Seul le visage est représenté. Elles se divisent en trois groupes.

Dans le groupe A, le sommet est arrondi, la base est plate pour être posées sur le sol. Le nez et les yeux sont traités en creux. De nombreuses cupules sont présentes sur les deux faces. Ces stèles, dont seulement trois exemplaires sont connus, ont été découvertes dans les environs d’Avignon. La plus haute a 46 cm, la plus petite 21 cm. Leur sommet est arrondi. Le nez et les yeux sont figurés. Elles sont d’une sculpture moins soignée que celle du groupe précédent. L’une est décorée sur ses deux faces avec des doubles arceaux séparés par une ligne verticale, représentant les arcades et le nez. Le contexte de leur découverte, connu pour deux d’entre elles, n’est pas funéraire. Toutes les deux étaient à proximité de sites d’habitat, ou à l’intérieur.

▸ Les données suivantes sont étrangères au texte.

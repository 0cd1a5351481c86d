//! In-memory transport used by the connection unit tests.

use std::collections::HashMap;
use std::sync::atomic::{AtomicBool, AtomicUsize, Ordering};
use std::sync::{Arc, Mutex};
use std::time::Duration;

use async_trait::async_trait;
use couchbase_core::{
    AgentConfig, AnalyticsProvider, AnalyticsRequest, CoreError, DiagnosticsProvider,
    DiagnosticsReport, DiagnosticsRequest, HttpProvider, HttpRequest, HttpResponse,
    QueryProvider, QueryRequest, SearchProvider, SearchRequest, ServiceResponse, Transport,
    TransportFactory,
};

pub(crate) fn base_config() -> AgentConfig {
    AgentConfig {
        scheme: "couchbase".to_string(),
        addresses: vec!["localhost".to_string()],
        bucket_name: None,
        credentials: None,
        connect_timeout: Duration::from_secs(10),
        kv_timeout: Duration::from_millis(2500),
        use_mutation_tokens: true,
        use_server_durations: true,
        options: Default::default(),
    }
}

#[derive(Debug, Default)]
pub(crate) struct MockTransport {
    connected: AtomicBool,
    cluster_level: AtomicBool,
    providers_fail: AtomicBool,
    close_calls: AtomicUsize,
    connect_error: Mutex<Option<String>>,
    select_error: Mutex<Option<String>>,
    close_error: Mutex<Option<String>>,
    selected_bucket: Mutex<Option<String>>,
}

impl MockTransport {
    pub(crate) fn new() -> Arc<Self> {
        Arc::new(Self::default())
    }

    pub(crate) fn with_cluster_level(self: Arc<Self>, supported: bool) -> Arc<Self> {
        self.cluster_level.store(supported, Ordering::SeqCst);
        self
    }

    pub(crate) fn fail_connect(&self, message: &str) {
        *self.connect_error.lock().unwrap() = Some(message.to_string());
    }

    pub(crate) fn fail_select(&self, message: &str) {
        *self.select_error.lock().unwrap() = Some(message.to_string());
    }

    pub(crate) fn fail_close(&self, message: &str) {
        *self.close_error.lock().unwrap() = Some(message.to_string());
    }

    pub(crate) fn fail_providers(&self) {
        self.providers_fail.store(true, Ordering::SeqCst);
    }

    pub(crate) fn close_calls(&self) -> usize {
        self.close_calls.load(Ordering::SeqCst)
    }

    pub(crate) fn selected_bucket(&self) -> Option<String> {
        self.selected_bucket.lock().unwrap().clone()
    }

    fn provider(&self) -> couchbase_core::Result<Arc<MockProvider>> {
        if self.providers_fail.load(Ordering::SeqCst) {
            return Err(CoreError::ServiceNotAvailable("not configured".to_string()));
        }
        Ok(Arc::new(MockProvider))
    }
}

#[async_trait]
impl Transport for MockTransport {
    fn build_config(&self) -> couchbase_core::Result<()> {
        Ok(())
    }

    async fn connect(&self) -> couchbase_core::Result<()> {
        if let Some(message) = self.connect_error.lock().unwrap().clone() {
            return Err(CoreError::Connection(message));
        }
        self.connected.store(true, Ordering::SeqCst);
        Ok(())
    }

    async fn select_bucket(&self, bucket_name: &str) -> couchbase_core::Result<()> {
        if let Some(message) = self.select_error.lock().unwrap().clone() {
            return Err(CoreError::Connection(message));
        }
        *self.selected_bucket.lock().unwrap() = Some(bucket_name.to_string());
        Ok(())
    }

    fn is_connected(&self) -> bool {
        self.connected.load(Ordering::SeqCst)
    }

    fn supports_cluster_level_operations(&self) -> bool {
        self.cluster_level.load(Ordering::SeqCst)
    }

    async fn close(&self) -> couchbase_core::Result<()> {
        self.close_calls.fetch_add(1, Ordering::SeqCst);
        self.connected.store(false, Ordering::SeqCst);
        match self.close_error.lock().unwrap().clone() {
            Some(message) => Err(CoreError::Connection(message)),
            None => Ok(()),
        }
    }

    fn query_provider(&self) -> couchbase_core::Result<Arc<dyn QueryProvider>> {
        Ok(self.provider()?)
    }

    fn analytics_provider(&self) -> couchbase_core::Result<Arc<dyn AnalyticsProvider>> {
        Ok(self.provider()?)
    }

    fn search_provider(&self) -> couchbase_core::Result<Arc<dyn SearchProvider>> {
        Ok(self.provider()?)
    }

    fn diagnostics_provider(&self) -> couchbase_core::Result<Arc<dyn DiagnosticsProvider>> {
        Ok(self.provider()?)
    }

    fn http_provider(&self) -> couchbase_core::Result<Arc<dyn HttpProvider>> {
        Ok(self.provider()?)
    }
}

#[derive(Debug)]
pub(crate) struct MockProvider;

#[async_trait]
impl QueryProvider for MockProvider {
    async fn query(&self, _request: QueryRequest) -> couchbase_core::Result<ServiceResponse> {
        Ok(ServiceResponse::default())
    }
}

#[async_trait]
impl AnalyticsProvider for MockProvider {
    async fn analytics_query(
        &self,
        _request: AnalyticsRequest,
    ) -> couchbase_core::Result<ServiceResponse> {
        Ok(ServiceResponse::default())
    }
}

#[async_trait]
impl SearchProvider for MockProvider {
    async fn search_query(&self, _request: SearchRequest) -> couchbase_core::Result<ServiceResponse> {
        Ok(ServiceResponse::default())
    }
}

#[async_trait]
impl DiagnosticsProvider for MockProvider {
    async fn diagnostics(
        &self,
        request: DiagnosticsRequest,
    ) -> couchbase_core::Result<DiagnosticsReport> {
        Ok(DiagnosticsReport {
            id: request.report_id.unwrap_or_default(),
            config_rev: 1,
            endpoints: Vec::new(),
        })
    }
}

#[async_trait]
impl HttpProvider for MockProvider {
    async fn do_http_request(&self, request: HttpRequest) -> couchbase_core::Result<HttpResponse> {
        Ok(HttpResponse {
            endpoint: "localhost:8091".to_string(),
            status_code: 200,
            body: request.body,
        })
    }
}

#[derive(Debug, Default)]
pub(crate) struct MockFactory {
    created: Mutex<Vec<(AgentConfig, Arc<MockTransport>)>>,
    failing_buckets: Mutex<HashMap<String, String>>,
}

impl MockFactory {
    pub(crate) fn new() -> Arc<Self> {
        Arc::new(Self::default())
    }

    pub(crate) fn fail_bucket(&self, bucket: &str, message: &str) {
        self.failing_buckets
            .lock()
            .unwrap()
            .insert(bucket.to_string(), message.to_string());
    }

    pub(crate) fn created(&self) -> Vec<(AgentConfig, Arc<MockTransport>)> {
        self.created.lock().unwrap().clone()
    }
}

impl TransportFactory for MockFactory {
    fn create(&self, config: &AgentConfig) -> Arc<dyn Transport> {
        let transport = MockTransport::new();
        if let Some(bucket) = &config.bucket_name {
            if let Some(message) = self.failing_buckets.lock().unwrap().get(bucket) {
                transport.fail_connect(message);
            }
        }
        self.created
            .lock()
            .unwrap()
            .push((config.clone(), Arc::clone(&transport)));
        transport
    }
}
//! Transport boundary types for the Couchbase client.
//!
//! This crate describes what the client layer expects from the network
//! transport: the raw error shapes it reports, the retry reasons it attaches to
//! them, the [`Transport`] capability every connection exposes, and the
//! per-service provider handles used to issue query, analytics, search,
//! diagnostics and management HTTP requests.

#![warn(missing_docs)]

pub mod error;
pub mod provider;
pub mod retry;
pub mod transport;

pub use error::{
    AnalyticsErrorDesc, AnalyticsErrorInfo, CoreError, HttpErrorInfo, KeyValueErrorInfo,
    QueryErrorDesc, QueryErrorInfo, Result, ViewErrorDesc, ViewErrorInfo,
};
pub use provider::{
    AnalyticsProvider, AnalyticsRequest, DiagnosticsProvider, DiagnosticsReport,
    DiagnosticsRequest, HttpProvider, HttpRequest, HttpResponse, ParameterMap, QueryProvider,
    QueryRequest, SearchProvider, SearchRequest, ServiceResponse, ServiceType,
};
pub use retry::RetryReason;
pub use transport::{AgentConfig, Credentials, Transport, TransportFactory};
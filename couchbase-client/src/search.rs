//! Sort orders and facets for search queries.
//!
//! Both serialize to the JSON objects the search service expects inside the
//! `sort` and `facets` request fields.

use serde::Serialize;

fn is_false(value: &bool) -> bool {
    !*value
}

/// A single sort criterion for search hits.
#[derive(Debug, Clone, PartialEq, Serialize)]
#[serde(tag = "by", rename_all = "snake_case")]
pub enum SearchSort {
    /// Sort by hit score.
    Score {
        /// Sort in descending order.
        #[serde(skip_serializing_if = "is_false")]
        desc: bool,
    },
    /// Sort by document id.
    Id {
        /// Sort in descending order.
        #[serde(skip_serializing_if = "is_false")]
        desc: bool,
    },
    /// Sort by the value of a stored field.
    Field {
        /// Field to sort on.
        field: String,
        /// How to interpret the field: `auto`, `string`, `number` or `date`.
        #[serde(rename = "type", skip_serializing_if = "Option::is_none")]
        kind: Option<String>,
        /// Which value to use for multi-valued fields: `default`, `min` or `max`.
        #[serde(skip_serializing_if = "Option::is_none")]
        mode: Option<String>,
        /// Where documents missing the field go: `first` or `last`.
        #[serde(skip_serializing_if = "Option::is_none")]
        missing: Option<String>,
        /// Sort in descending order.
        #[serde(skip_serializing_if = "is_false")]
        desc: bool,
    },
    /// Sort by distance from a geographic point.
    GeoDistance {
        /// Field holding the location.
        field: String,
        /// Reference point as `[longitude, latitude]`.
        location: [f64; 2],
        /// Distance unit, e.g. `km` or `mi`.
        #[serde(skip_serializing_if = "Option::is_none")]
        unit: Option<String>,
        /// Sort in descending order.
        #[serde(skip_serializing_if = "is_false")]
        desc: bool,
    },
}

impl SearchSort {
    /// Sorts by hit score.
    pub fn score(desc: bool) -> Self {
        Self::Score { desc }
    }

    /// Sorts by document id.
    pub fn id(desc: bool) -> Self {
        Self::Id { desc }
    }

    /// Sorts by a field with default type, mode and missing handling.
    pub fn field(field: impl Into<String>, desc: bool) -> Self {
        Self::Field {
            field: field.into(),
            kind: None,
            mode: None,
            missing: None,
            desc,
        }
    }

    /// Sorts by distance from `(longitude, latitude)`.
    pub fn geo_distance(field: impl Into<String>, longitude: f64, latitude: f64) -> Self {
        Self::GeoDistance {
            field: field.into(),
            location: [longitude, latitude],
            unit: None,
            desc: false,
        }
    }
}

/// A named numeric range bucket.
#[derive(Debug, Clone, PartialEq, Serialize)]
pub struct NumericRange {
    /// Bucket name.
    pub name: String,
    /// Inclusive lower bound.
    #[serde(skip_serializing_if = "Option::is_none")]
    pub min: Option<f64>,
    /// Exclusive upper bound.
    #[serde(skip_serializing_if = "Option::is_none")]
    pub max: Option<f64>,
}

/// A named date range bucket.
#[derive(Debug, Clone, PartialEq, Eq, Serialize)]
pub struct DateRange {
    /// Bucket name.
    pub name: String,
    /// Inclusive start, RFC 3339.
    #[serde(skip_serializing_if = "Option::is_none")]
    pub start: Option<String>,
    /// Exclusive end, RFC 3339.
    #[serde(skip_serializing_if = "Option::is_none")]
    pub end: Option<String>,
}

/// Aggregation computed over the hits of a search query.
#[derive(Debug, Clone, PartialEq, Serialize)]
#[serde(untagged)]
pub enum SearchFacet {
    /// Counts the most frequent terms of a field.
    Term {
        /// Field to aggregate.
        field: String,
        /// Number of terms to return.
        size: u32,
    },
    /// Counts hits falling into numeric ranges.
    NumericRange {
        /// Field to aggregate.
        field: String,
        /// Number of ranges to return.
        size: u32,
        /// The ranges.
        numeric_ranges: Vec<NumericRange>,
    },
    /// Counts hits falling into date ranges.
    DateRange {
        /// Field to aggregate.
        field: String,
        /// Number of ranges to return.
        size: u32,
        /// The ranges.
        date_ranges: Vec<DateRange>,
    },
}

impl SearchFacet {
    /// Creates a term facet.
    pub fn term(field: impl Into<String>, size: u32) -> Self {
        Self::Term {
            field: field.into(),
            size,
        }
    }

    /// Creates a numeric range facet with no ranges yet.
    pub fn numeric_range(field: impl Into<String>, size: u32) -> Self {
        Self::NumericRange {
            field: field.into(),
            size,
            numeric_ranges: Vec::new(),
        }
    }

    /// Creates a date range facet with no ranges yet.
    pub fn date_range(field: impl Into<String>, size: u32) -> Self {
        Self::DateRange {
            field: field.into(),
            size,
            date_ranges: Vec::new(),
        }
    }

    /// Adds a numeric range. Has no effect on other facet kinds.
    pub fn add_numeric_range(
        mut self,
        name: impl Into<String>,
        min: Option<f64>,
        max: Option<f64>,
    ) -> Self {
        if let Self::NumericRange { numeric_ranges, .. } = &mut self {
            numeric_ranges.push(NumericRange {
                name: name.into(),
                min,
                max,
            });
        }
        self
    }

    /// Adds a date range. Has no effect on other facet kinds.
    pub fn add_date_range(
        mut self,
        name: impl Into<String>,
        start: Option<String>,
        end: Option<String>,
    ) -> Self {
        if let Self::DateRange { date_ranges, .. } = &mut self {
            date_ranges.push(DateRange {
                name: name.into(),
                start,
                end,
            });
        }
        self
    }
}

Dans le groupe B, les stèles sont plates, leur sommet horizontal et la forme générale rectangulaire. Le nez est encadré par des bandes décorées de fines gravures de traits en chevrons ou en hachures. Leur aspect est géométrique ne laissant pas de place à l’arrondi. Certaines ont des yeux, d’autres pas. Différentes formes peuvent se distinguer. La mieux conservée montre le visage complet avec le cou et les épaules, la plus simple ne représente que le nez et les sourcils. La plus grande mesure 38 cm de hauteur, la plupart des autres ne sont que des fragments. Elles se répartissent principalement le long des vallées de la Durance et de l’Arc.

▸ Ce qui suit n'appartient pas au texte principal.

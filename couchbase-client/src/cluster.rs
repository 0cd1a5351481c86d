//! Entry point for talking to a Couchbase cluster.

use std::sync::atomic::{AtomicBool, Ordering};
use std::sync::Arc;

use couchbase_core::{
    AnalyticsProvider, AnalyticsRequest, DiagnosticsProvider, DiagnosticsReport,
    DiagnosticsRequest, HttpProvider, QueryProvider, SearchProvider, SearchRequest,
    ServiceResponse, TransportFactory,
};
use serde::Serialize;
use tracing::instrument;

use crate::bucket::Bucket;
use crate::config::ClusterOptions;
use crate::connection::{ClientRegistry, ConnectionIdentity, ManagedConnection, ServiceRouter};
use crate::connstr::ConnSpec;
use crate::enhance::enhance_search_error;
use crate::error::{InvalidArgumentError, Result};
use crate::options::{AnalyticsOptions, SearchOptions};

/// A connected cluster.
///
/// The cluster owns every connection it opens. Cluster-level requests are
/// routed through the shared connection made by [`connect`](Self::connect)
/// until a bucket claims it, then through any connected bucket.
#[derive(Debug)]
pub struct Cluster {
    options: ClusterOptions,
    conn_spec: ConnSpec,
    registry: Arc<ClientRegistry>,
    router: ServiceRouter,
    supports_cluster_level: bool,
    enhanced_prepared_statements: AtomicBool,
}

impl Cluster {
    /// Connects to the cluster described by `conn_str`.
    ///
    /// Timeout overrides in the connection string take precedence over
    /// `options`. Failure to connect the initial connection is returned.
    #[instrument(skip(options, factory))]
    pub async fn connect(
        conn_str: &str,
        mut options: ClusterOptions,
        factory: Arc<dyn TransportFactory>,
    ) -> Result<Self> {
        let conn_spec: ConnSpec = conn_str.parse()?;
        options.apply_conn_spec(&conn_spec)?;

        let base_config = options.agent_config(&conn_spec, None);
        let floating = Arc::new(ManagedConnection::new(factory.create(&base_config)));
        floating.build_config()?;
        floating.connect().await?;

        let supports_cluster_level = floating.supports_cluster_level_operations();
        tracing::info!(
            connection = %floating.id(),
            addresses = conn_spec.addresses().len(),
            cluster_level = supports_cluster_level,
            "connected to cluster"
        );

        let registry = Arc::new(ClientRegistry::new(factory, base_config, Some(floating)));
        let router = ServiceRouter::new(Arc::clone(&registry));

        Ok(Self {
            options,
            conn_spec,
            registry,
            router,
            supports_cluster_level,
            enhanced_prepared_statements: AtomicBool::new(false),
        })
    }

    /// Opens a bucket.
    ///
    /// The returned bucket may carry a bootstrap error instead of being
    /// connected.
    pub async fn bucket(&self, name: impl Into<String>) -> Bucket {
        let name = name.into();
        let identity = ConnectionIdentity::for_bucket(name.clone(), &self.options);
        let connection = self.registry.acquire_for_bucket(identity).await;
        tracing::info!(bucket = %name, connection = %connection.id(), "opened bucket");
        Bucket::new(name, connection)
    }

    /// Runs an analytics query.
    ///
    /// Options are validated before any connection is selected.
    pub async fn analytics_query(
        &self,
        statement: &str,
        options: &AnalyticsOptions,
    ) -> Result<ServiceResponse> {
        let params = options.to_params(statement)?;
        let timeout = options
            .timeout()
            .unwrap_or_else(|| self.options.timeouts().analytics());

        let provider = self.router.analytics_provider().await?;
        Ok(provider
            .analytics_query(AnalyticsRequest { params, timeout })
            .await?)
    }

    /// Runs a search query against `index_name`.
    ///
    /// `query` is serialized as the request's `query` body. HTTP failures from
    /// the search service are returned as [`Error::Search`](crate::Error::Search)
    /// carrying that body.
    pub async fn search_query<Q>(
        &self,
        index_name: &str,
        query: &Q,
        options: &SearchOptions,
    ) -> Result<ServiceResponse>
    where
        Q: Serialize + ?Sized,
    {
        let mut params = options.to_params()?;
        let query = serde_json::to_value(query).map_err(|e| InvalidArgumentError::InvalidValue {
            option: "query",
            reason: e.to_string(),
        })?;
        params.insert("query".to_string(), query.clone());
        let timeout = options
            .timeout()
            .unwrap_or_else(|| self.options.timeouts().search());

        let provider = self.router.search_provider().await?;
        provider
            .search_query(SearchRequest {
                index_name: index_name.to_string(),
                params,
                timeout,
            })
            .await
            .map_err(|e| enhance_search_error(e, &query))
    }

    /// Produces a diagnostics report from a routed connection.
    pub async fn diagnostics(&self, report_id: Option<String>) -> Result<DiagnosticsReport> {
        let provider = self.router.diagnostics_provider().await?;
        Ok(provider.diagnostics(DiagnosticsRequest { report_id }).await?)
    }

    /// Returns a routed N1QL query provider.
    pub async fn query_provider(&self) -> Result<Arc<dyn QueryProvider>> {
        self.router.query_provider().await
    }

    /// Returns a routed analytics provider.
    pub async fn analytics_provider(&self) -> Result<Arc<dyn AnalyticsProvider>> {
        self.router.analytics_provider().await
    }

    /// Returns a routed search provider.
    pub async fn search_provider(&self) -> Result<Arc<dyn SearchProvider>> {
        self.router.search_provider().await
    }

    /// Returns a routed diagnostics provider.
    pub async fn diagnostics_provider(&self) -> Result<Arc<dyn DiagnosticsProvider>> {
        self.router.diagnostics_provider().await
    }

    /// Returns a routed generic HTTP provider.
    pub async fn http_provider(&self) -> Result<Arc<dyn HttpProvider>> {
        self.router.http_provider().await
    }

    /// Returns whether the cluster reported support for cluster-level
    /// operations when it was connected.
    pub fn supports_cluster_level_operations(&self) -> bool {
        self.supports_cluster_level
    }

    /// Returns whether enhanced prepared statements are enabled.
    pub fn supports_enhanced_prepared_statements(&self) -> bool {
        self.enhanced_prepared_statements.load(Ordering::Acquire)
    }

    /// Records whether enhanced prepared statements are enabled.
    pub fn set_supports_enhanced_prepared_statements(&self, supported: bool) {
        self.enhanced_prepared_statements
            .store(supported, Ordering::Release);
    }

    /// Returns the options the cluster was connected with, including
    /// connection string overrides.
    pub fn options(&self) -> &ClusterOptions {
        &self.options
    }

    /// Returns the parsed connection string.
    pub fn conn_spec(&self) -> &ConnSpec {
        &self.conn_spec
    }

    /// Returns the router used for cluster-level requests.
    pub fn router(&self) -> &ServiceRouter {
        &self.router
    }

    /// Closes every connection owned by the cluster.
    ///
    /// Each connection is closed even if an earlier one fails; the first
    /// failure is returned.
    #[instrument(skip(self))]
    pub async fn close(&self) -> Result<()> {
        let result = self.registry.close_all().await;
        match &result {
            Ok(()) => tracing::info!("cluster closed"),
            Err(e) => tracing::warn!(error = %e, "cluster closed with errors"),
        }
        result
    }
}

Leur base, dont la surface n’a pas reçu une finition soignée, est taillée en forme de pointe pour être fichée dans le sol.

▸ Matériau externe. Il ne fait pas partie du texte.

//! Connection string parsing.
//!
//! A connection string has the form
//! `scheme://host[:port][,host[:port]...][/bucket][?key=value&...]`.
//! The scheme is optional and defaults to `couchbase`. Hosts may be separated
//! by `,` or `;`, and IPv6 hosts must be bracketed.

use std::collections::BTreeMap;
use std::str::FromStr;

use crate::config::ConfigError;

const DEFAULT_SCHEME: &str = "couchbase";
const KNOWN_SCHEMES: [&str; 3] = ["couchbase", "couchbases", "http"];

/// A seed node address from a connection string.
#[derive(Debug, Clone, PartialEq, Eq)]
pub struct Address {
    host: String,
    port: Option<u16>,
}

impl Address {
    /// Returns the host name or IP literal.
    pub fn host(&self) -> &str {
        &self.host
    }

    /// Returns the explicit port, if one was given.
    pub fn port(&self) -> Option<u16> {
        self.port
    }

    fn parse(raw: &str) -> Result<Self, ConfigError> {
        let (host, port) = if let Some(rest) = raw.strip_prefix('[') {
            let (host, after) = rest
                .split_once(']')
                .ok_or_else(|| ConfigError::new(format!("unterminated IPv6 address: {}", raw)))?;
            let port = match after.strip_prefix(':') {
                Some(port) => Some(port),
                None if after.is_empty() => None,
                None => {
                    return Err(ConfigError::new(format!("invalid address: {}", raw)));
                }
            };
            (format!("[{}]", host), port)
        } else {
            match raw.rsplit_once(':') {
                Some((host, port)) => (host.to_string(), Some(port)),
                None => (raw.to_string(), None),
            }
        };

        if host.is_empty() || host == "[]" {
            return Err(ConfigError::new(format!("missing host in address: {}", raw)));
        }

        let port = port
            .map(|p| {
                p.parse::<u16>()
                    .map_err(|_| ConfigError::new(format!("invalid port in address: {}", raw)))
            })
            .transpose()?;

        Ok(Self { host, port })
    }
}

impl std::fmt::Display for Address {
    fn fmt(&self, f: &mut std::fmt::Formatter<'_>) -> std::fmt::Result {
        match self.port {
            Some(port) => write!(f, "{}:{}", self.host, port),
            None => f.write_str(&self.host),
        }
    }
}

/// A parsed connection string.
#[derive(Debug, Clone, PartialEq, Eq)]
pub struct ConnSpec {
    scheme: String,
    addresses: Vec<Address>,
    bucket: Option<String>,
    options: BTreeMap<String, Vec<String>>,
}

impl ConnSpec {
    /// Returns the scheme.
    pub fn scheme(&self) -> &str {
        &self.scheme
    }

    /// Returns the seed node addresses.
    pub fn addresses(&self) -> &[Address] {
        &self.addresses
    }

    /// Returns the bucket named in the path, if any.
    pub fn bucket(&self) -> Option<&str> {
        self.bucket.as_deref()
    }

    /// Returns every option with all of its values, in order of appearance.
    pub fn options(&self) -> &BTreeMap<String, Vec<String>> {
        &self.options
    }

    /// Returns the last value given for an option.
    pub fn option(&self, name: &str) -> Option<&str> {
        self.options
            .get(name)
            .and_then(|values| values.last())
            .map(String::as_str)
    }
}

impl FromStr for ConnSpec {
    type Err = ConfigError;

    fn from_str(s: &str) -> Result<Self, Self::Err> {
        let (scheme, rest) = match s.split_once("://") {
            Some((scheme, rest)) => (scheme, rest),
            None => (DEFAULT_SCHEME, s),
        };

        if !KNOWN_SCHEMES.contains(&scheme) {
            return Err(ConfigError::new(format!(
                "unknown connection string scheme: {}",
                scheme
            )));
        }

        let (location, query) = match rest.split_once('?') {
            Some((location, query)) => (location, Some(query)),
            None => (rest, None),
        };

        let (hosts, bucket) = match location.split_once('/') {
            Some((hosts, path)) if !path.is_empty() => (hosts, Some(path.to_string())),
            Some((hosts, _)) => (hosts, None),
            None => (location, None),
        };

        let addresses = hosts
            .split([',', ';'])
            .map(str::trim)
            .filter(|h| !h.is_empty())
            .map(Address::parse)
            .collect::<Result<Vec<_>, _>>()?;

        if addresses.is_empty() {
            return Err(ConfigError::new("connection string has no hosts"));
        }

        let mut options: BTreeMap<String, Vec<String>> = BTreeMap::new();
        for pair in query.into_iter().flat_map(|q| q.split('&')) {
            if pair.is_empty() {
                continue;
            }
            let (key, value) = pair.split_once('=').unwrap_or((pair, ""));
            if key.is_empty() {
                return Err(ConfigError::new(format!("invalid option: {}", pair)));
            }
            options
                .entry(key.to_string())
                .or_default()
                .push(value.to_string());
        }

        Ok(Self {
            scheme: scheme.to_string(),
            addresses,
            bucket,
            options,
        })
    }
}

Comme toutes les représentations humaines sur pierre du sud de la France, ni la bouche ni les oreilles ne sont figurées. Si les oreilles sont hors du registre, la bouche, par contre, serait facile à réaliser. Cette absence est une de ces constantes culturelles qui pouvaient exister dans un très large territoire, au-delà des frontières ethniques.

Stèles idoles

Un troisième groupe, révélé par les fouilles, est composé de pierres de forme trapézoïdale, avec des surfaces lissées. La présence de pigment a été observée sur celles de Tret/La Bastidane et celles de Sénas. Elles devaient être peintes. Leur forme peut être considérée comme anthropomorphique. Il est possible que beaucoup aient échappé aux fouilles anciennes.

Des analyses révèlent l’utilisation de cinabre. D’un rouge profond, il est peu fréquent dans la nature et nécessite une recherche particulière alors que l’ocre est d’un usage commun. La bauxite a aussi été utilisée à Ventabren où elles furent découvertes dans un contexte original. Des logettes étaient spécialement aménagées, situées dans la couronne de pierre qui entourait des tumulus au centre desquels se trouvaient les tombes. Sept furent dégagées lors du décapage de trois tumulus, quatre dans l’un, une dans l’autre et deux dans le troisième. Le plus grand fragment conservé était haut de 88 cm et large de 42 cm, le plus petit avait 32,6 cm de haut. Cinq d’entre elles portaient des traces de pigment. Toutes ont été découvertes en contexte funéraire comme dans le dolmen d’Ubaye ou elles sont utilisées en réemploi.

Des datations différentes sont proposées pour chaque groupe. Les stèles sans décor sculptées seraient les plus anciennes, entre – 3700 et – 3400. Les stèles à chevron se placeraient entre – 3500 et – 3000. Celles dites du style avignonnais seraient plus récentes,  vers – 2800 /  – 2400.